SUPPLIED MATERIAL: Begin

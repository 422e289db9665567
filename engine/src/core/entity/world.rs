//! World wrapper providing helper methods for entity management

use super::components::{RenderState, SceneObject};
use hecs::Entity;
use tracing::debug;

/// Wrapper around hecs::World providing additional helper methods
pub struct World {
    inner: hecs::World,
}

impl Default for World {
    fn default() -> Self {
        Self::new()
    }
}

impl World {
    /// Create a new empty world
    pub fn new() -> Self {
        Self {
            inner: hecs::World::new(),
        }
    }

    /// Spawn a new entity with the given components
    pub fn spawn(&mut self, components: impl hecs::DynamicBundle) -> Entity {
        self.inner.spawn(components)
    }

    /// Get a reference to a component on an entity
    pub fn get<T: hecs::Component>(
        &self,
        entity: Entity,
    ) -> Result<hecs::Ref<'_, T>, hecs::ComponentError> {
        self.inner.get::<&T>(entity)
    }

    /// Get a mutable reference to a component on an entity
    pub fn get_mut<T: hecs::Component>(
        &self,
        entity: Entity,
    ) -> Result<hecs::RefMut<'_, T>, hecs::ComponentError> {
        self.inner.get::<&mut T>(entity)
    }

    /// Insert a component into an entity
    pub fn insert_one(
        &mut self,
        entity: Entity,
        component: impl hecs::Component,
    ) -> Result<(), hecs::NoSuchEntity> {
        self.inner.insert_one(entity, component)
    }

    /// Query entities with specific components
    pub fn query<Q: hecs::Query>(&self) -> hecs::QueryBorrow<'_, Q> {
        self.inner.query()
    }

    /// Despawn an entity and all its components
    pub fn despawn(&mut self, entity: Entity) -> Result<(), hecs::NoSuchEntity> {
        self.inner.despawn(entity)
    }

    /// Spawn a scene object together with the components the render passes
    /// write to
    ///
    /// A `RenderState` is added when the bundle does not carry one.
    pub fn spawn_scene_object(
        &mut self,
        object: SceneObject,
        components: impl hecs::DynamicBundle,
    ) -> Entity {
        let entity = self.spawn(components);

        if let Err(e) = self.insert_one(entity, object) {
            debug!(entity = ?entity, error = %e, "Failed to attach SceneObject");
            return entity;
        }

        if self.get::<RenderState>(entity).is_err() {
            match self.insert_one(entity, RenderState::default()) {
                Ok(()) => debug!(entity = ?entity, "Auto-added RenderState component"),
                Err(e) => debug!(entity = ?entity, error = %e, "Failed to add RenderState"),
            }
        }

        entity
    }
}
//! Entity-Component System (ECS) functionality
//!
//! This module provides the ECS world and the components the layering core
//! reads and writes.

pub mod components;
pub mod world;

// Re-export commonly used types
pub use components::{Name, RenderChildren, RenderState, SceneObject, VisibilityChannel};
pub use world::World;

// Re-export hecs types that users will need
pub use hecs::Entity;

SUPPLIED MATERIAL: End

## WHAT NEEDS TO BE DONE
Beginning with the line that contains "pub mod components;", write out every line through the end of the entries above, exactly.

## EXERCISE OUTPUT
pub mod components;
pub mod world;

// Re-export commonly used types
pub use components::{Name, RenderChildren, RenderState, SceneObject, VisibilityChannel};
pub use world::World;

// Re-export hecs types that users will need
pub use hecs::Entity;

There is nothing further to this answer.